Citation significative :

    "Je ne peux raconter ma vie qu'en l'inventant pour la plus grande part, mais peut-être est-ce la règle et la situation de toute oeuvre biographique ou autobiographique, la vie supposée réelle de quelqu'un étant justement le lieu où se croisent et se mêlent, à parts égales, d'un côté les circonstances et les évènements effectivement vécus, qui contribuent à former l'histoire et l'identité d'un être, et d'un autre tout ce qu'il a rêvé, imaginé, espéré, fabulé, et qui constitue l'autre moitié du moule d'où sort la forme complète d'un individu, d'un destin." (p.19)

Mon avis :

    Par cette oeuvre, Alain Fleischer rend hommage à son oncle. Pour cela, il mêle son autobiographie aux souvenirs laissés par son oncle, Sàndor. Un genre nouveau apparaît sous la plume d'Alain Fleischer : l'autofiction. Il s'agit de dissoudre des éléments biographiques à l'intérieur d'une autre vie, qui aurait pu être meilleure. 
  Si ce genre est prometteur pour les amoureux de biographies comme je peux l'être, Fleischer n'est pas assez exigeant avec lui-même. L'oeuvre s'étend sous des longueurs, des répétitions incessantes de mêmes souvenirs. L'écriture est décousue, le temps fait des dents de scie.

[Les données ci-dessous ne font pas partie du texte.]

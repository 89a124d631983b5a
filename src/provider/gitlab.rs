// zeedas-rs: Provider-unified review workflow and deployment engine
//
// SPDX-FileCopyrightText: 2026 Romeo Ahmed
// SPDX-License-Identifier: GPL-3.0-or-later

//! GitLab REST v4 gateway. Projects are addressed by id or by their
//! url-encoded path.
//!
//! ```text
//! POST {oauth_url}                                   authorization_code grant
//! GET  projects?owned=true&per_page=100
//! GET  projects/{p}                                  http_url_to_repo
//! GET  projects/{p}/repository/commits?per_page=1    head
//! GET  projects/{p}/repository/branches/{b}          head / exists
//! POST projects/{p}/repository/branches?branch=&ref=
//! GET  projects/{p}/repository/tree?ref=&path=       blob | tree
//! POST projects/{p}/repository/files/{path}          empty file commit
//! POST projects/{p}/merge_requests                   squash = true
//! GET  projects/{p}/merge_requests?state=opened&...
//! GET  projects/{p}/merge_requests/{iid}/commits
//! GET  projects/{p}/repository/commits/{id}/diff
//! PUT  projects/{p}/merge_requests/{iid}/merge
//! ```

use async_trait::async_trait;
use reqwest::{Client, Method, RequestBuilder};
use serde::Deserialize;
use serde_json::json;

use super::ProviderGateway;
use super::http::{self, OAuthTokenResponse};
use super::types::{CommitRef, FileDiff, Repository, TokenPair, TreeEntry};
use crate::config::types::GitlabConfig;
use crate::error::{ProviderError, ZeedasResult};
use crate::model::branch::add_file_message;
use crate::model::{Provider, RepoAccess, ReviewId};
use crate::net::global_client;

#[derive(Debug, Clone)]
pub struct GitlabGateway {
    client: Client,
    config: GitlabConfig,
}

impl GitlabGateway {
    #[must_use]
    pub fn new(config: &GitlabConfig) -> Self {
        Self {
            client: global_client().clone(),
            config: config.clone(),
        }
    }

    fn api(&self) -> &str {
        self.config.api_url.trim_end_matches('/')
    }

    fn project_url(&self, project: &str, path: &str) -> String {
        let project = urlencoding::encode(project);
        if path.is_empty() {
            format!("{}/projects/{project}", self.api())
        } else {
            format!("{}/projects/{project}/{path}", self.api())
        }
    }

    fn repo_request(&self, method: Method, repo: RepoAccess<'_>, path: &str) -> RequestBuilder {
        self.client
            .request(method, self.project_url(repo.project, path))
            .bearer_auth(repo.token)
    }

    /// Raw blob URL that carries its own credentials, for artifact downloads.
    fn blob_url(&self, repo: RepoAccess<'_>, blob: &str, branch: &str) -> String {
        format!(
            "{}?access_token={}&ref={}",
            self.project_url(repo.project, &format!("repository/blobs/{blob}/raw")),
            urlencoding::encode(repo.token),
            urlencoding::encode(branch),
        )
    }
}

#[derive(Deserialize)]
struct ProjectItem {
    id: u64,
    name: String,
}

#[derive(Deserialize)]
struct ProjectInfo {
    http_url_to_repo: String,
}

#[derive(Deserialize)]
struct CommitItem {
    id: String,
    #[serde(default)]
    created_at: Option<String>,
}

#[derive(Deserialize)]
struct BranchItem {
    commit: CommitItem,
}

#[derive(Deserialize)]
struct TreeItem {
    id: String,
    #[serde(rename = "type")]
    kind: String,
    path: String,
}

#[derive(Deserialize)]
struct MergeRequestItem {
    iid: u64,
}

#[derive(Deserialize)]
struct DiffItem {
    new_path: String,
    #[serde(default)]
    diff: String,
}

#[async_trait]
impl ProviderGateway for GitlabGateway {
    fn provider(&self) -> Provider {
        Provider::Gitlab
    }

    async fn exchange_auth_code(
        &self,
        code: &str,
        redirect_uri: Option<&str>,
    ) -> ZeedasResult<TokenPair> {
        let body = json!({
            "client_id": self.config.client_id,
            "client_secret": self.config.client_secret,
            "code": code,
            "grant_type": "authorization_code",
            "redirect_uri": redirect_uri,
        });
        let response: OAuthTokenResponse =
            http::send_json(self.client.post(&self.config.oauth_url).json(&body)).await?;
        Ok(response.into_pair()?)
    }

    async fn list_repositories(&self, token: &str) -> ZeedasResult<Vec<Repository>> {
        let items: Vec<ProjectItem> = http::send_json(
            self.client
                .get(format!("{}/projects", self.api()))
                .bearer_auth(token)
                .query(&[("owned", "true"), ("per_page", "100")]),
        )
        .await?;
        Ok(items
            .into_iter()
            .map(|p| Repository {
                id: p.id.to_string(),
                name: p.name,
            })
            .collect())
    }

    async fn resolve_clone_url(&self, repo: RepoAccess<'_>) -> ZeedasResult<String> {
        let info: ProjectInfo = http::send_json(self.repo_request(Method::GET, repo, "")).await?;
        Ok(info.http_url_to_repo)
    }

    async fn head_commit(&self, repo: RepoAccess<'_>) -> ZeedasResult<String> {
        let commits: Vec<CommitItem> = http::send_json(
            self.repo_request(Method::GET, repo, "repository/commits")
                .query(&[("per_page", "1")]),
        )
        .await?;
        commits.into_iter().next().map(|c| c.id).ok_or_else(|| {
            ProviderError::Rejected(format!("project {} has no commits", repo.project)).into()
        })
    }

    async fn branch_head(&self, repo: RepoAccess<'_>, branch: &str) -> ZeedasResult<String> {
        let found: BranchItem = http::send_json(self.repo_request(
            Method::GET,
            repo,
            &format!("repository/branches/{}", urlencoding::encode(branch)),
        ))
        .await?;
        Ok(found.commit.id)
    }

    async fn branch_exists(&self, repo: RepoAccess<'_>, name: &str) -> ZeedasResult<bool> {
        Ok(http::exists(self.repo_request(
            Method::GET,
            repo,
            &format!("repository/branches/{}", urlencoding::encode(name)),
        ))
        .await?)
    }

    async fn create_branch(
        &self,
        repo: RepoAccess<'_>,
        name: &str,
        sha: &str,
    ) -> ZeedasResult<()> {
        http::send_unit(
            self.repo_request(Method::POST, repo, "repository/branches")
                .query(&[("branch", name), ("ref", sha)]),
        )
        .await?;
        Ok(())
    }

    async fn list_tree(
        &self,
        repo: RepoAccess<'_>,
        branch: &str,
        path: &str,
    ) -> ZeedasResult<Vec<TreeEntry>> {
        let items: Vec<TreeItem> = http::send_json(
            self.repo_request(Method::GET, repo, "repository/tree").query(&[
                ("ref", branch),
                ("path", path.trim_matches('/')),
                ("per_page", "100"),
            ]),
        )
        .await?;
        Ok(items
            .into_iter()
            .filter_map(|item| match item.kind.as_str() {
                "tree" => Some(TreeEntry::dir(item.path)),
                "blob" => Some(TreeEntry::file(
                    item.path,
                    self.blob_url(repo, &item.id, branch),
                )),
                _ => None,
            })
            .collect())
    }

    async fn write_empty_file(
        &self,
        repo: RepoAccess<'_>,
        branch: &str,
        path: &str,
    ) -> ZeedasResult<()> {
        let body = json!({
            "branch": branch,
            "commit_message": add_file_message(branch),
            "content": "",
        });
        let file = urlencoding::encode(path.trim_matches('/'));
        http::send_unit(
            self.repo_request(Method::POST, repo, &format!("repository/files/{file}"))
                .json(&body),
        )
        .await?;
        Ok(())
    }

    async fn open_review(
        &self,
        repo: RepoAccess<'_>,
        source: &str,
        target: &str,
        title: &str,
    ) -> ZeedasResult<ReviewId> {
        let body = json!({
            "source_branch": source,
            "target_branch": target,
            "title": title,
            "squash": true,
        });
        let mr: MergeRequestItem = http::send_json(
            self.repo_request(Method::POST, repo, "merge_requests")
                .json(&body),
        )
        .await?;
        Ok(ReviewId::from(mr.iid))
    }

    async fn find_open_review(
        &self,
        repo: RepoAccess<'_>,
        source: &str,
        target: &str,
    ) -> ZeedasResult<Option<ReviewId>> {
        let mrs: Vec<MergeRequestItem> = http::send_json(
            self.repo_request(Method::GET, repo, "merge_requests").query(&[
                ("state", "opened"),
                ("source_branch", source),
                ("target_branch", target),
            ]),
        )
        .await?;
        Ok(mrs.first().map(|mr| ReviewId::from(mr.iid)))
    }

    async fn list_review_commits(
        &self,
        repo: RepoAccess<'_>,
        review: &ReviewId,
    ) -> ZeedasResult<Vec<CommitRef>> {
        let commits: Vec<CommitItem> = http::send_json(self.repo_request(
            Method::GET,
            repo,
            &format!("merge_requests/{review}/commits"),
        ))
        .await?;
        Ok(commits
            .into_iter()
            .map(|c| CommitRef {
                id: c.id,
                created_at: c.created_at,
            })
            .collect())
    }

    async fn diff_for_commit(
        &self,
        repo: RepoAccess<'_>,
        commit: &CommitRef,
    ) -> ZeedasResult<Vec<FileDiff>> {
        let diffs: Vec<DiffItem> = http::send_json(self.repo_request(
            Method::GET,
            repo,
            &format!("repository/commits/{}/diff", commit.id),
        ))
        .await?;
        Ok(diffs
            .into_iter()
            .map(|d| FileDiff {
                path: d.new_path,
                diff: d.diff,
            })
            .collect())
    }

    async fn merge_review(&self, repo: RepoAccess<'_>, review: &ReviewId) -> ZeedasResult<()> {
        http::send_unit(self.repo_request(
            Method::PUT,
            repo,
            &format!("merge_requests/{review}/merge"),
        ))
        .await?;
        Ok(())
    }
}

Le lecteur se perd dans une masse de souvenirs et se sent obligé de sauter des pages pour se libérer de cet étouffement. 
  Une déception pour moi sous une belle promesse qui réunissait les éléments que je préfère dans une oeuvre littéraire : une biographie inscrite dans la période de la Seconde Guerre mondiale. 


FLEISCHER Alain. Moi, Sàndor F. Paris : Editions Fayard, 2009. 394 p. (coll. Alter Ego).